Give every line from the entries that contains "response".
- Opening Delimiter -
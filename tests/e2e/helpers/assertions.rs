use serde_json::Value;

/// `{ success: false, message, code }` as rendered outside production
pub fn assert_error_envelope(response: &Value, expected_code: &str) {
    assert_eq!(response.get("success").and_then(Value::as_bool), Some(false));
    assert!(
        response.get("message").and_then(Value::as_str).is_some(),
        "Missing error message"
    );
    assert_eq!(
        response.get("code").and_then(Value::as_str),
        Some(expected_code),
        "Error code mismatch"
    );
}

/// Production envelope: nothing but the generic message
pub fn assert_redacted_envelope(response: &Value) {
    assert_eq!(
        response,
        &serde_json::json!({ "success": false, "message": "Internal Server Error" })
    );
}

pub fn assert_success_envelope(response: &Value) -> &Value {
    assert_eq!(response.get("success").and_then(Value::as_bool), Some(true));
    response.get("data").expect("Missing data field")
}

pub fn assert_activity_shape(activity: &Value) {
    assert!(activity.get("id").and_then(Value::as_str).is_some());
    assert!(activity.get("type").and_then(Value::as_str).is_some());
    assert!(activity.get("description").and_then(Value::as_str).is_some());
    assert!(activity.get("createdAt").and_then(Value::as_str).is_some());
    assert_eq!(activity.get("user").and_then(Value::as_str), Some("Admin"));
}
- Closing Delimiter -
▶ Final answer
pub fn assert_error_envelope(response: &Value, expected_code: &str) {
    assert_eq!(response.get("success").and_then(Value::as_bool), Some(false));
        response.get("message").and_then(Value::as_str).is_some(),
        response.get("code").and_then(Value::as_str),
pub fn assert_redacted_envelope(response: &Value) {
        response,
pub fn assert_success_envelope(response: &Value) -> &Value {
    assert_eq!(response.get("success").and_then(Value::as_bool), Some(true));
    response.get("data").expect("Missing data field")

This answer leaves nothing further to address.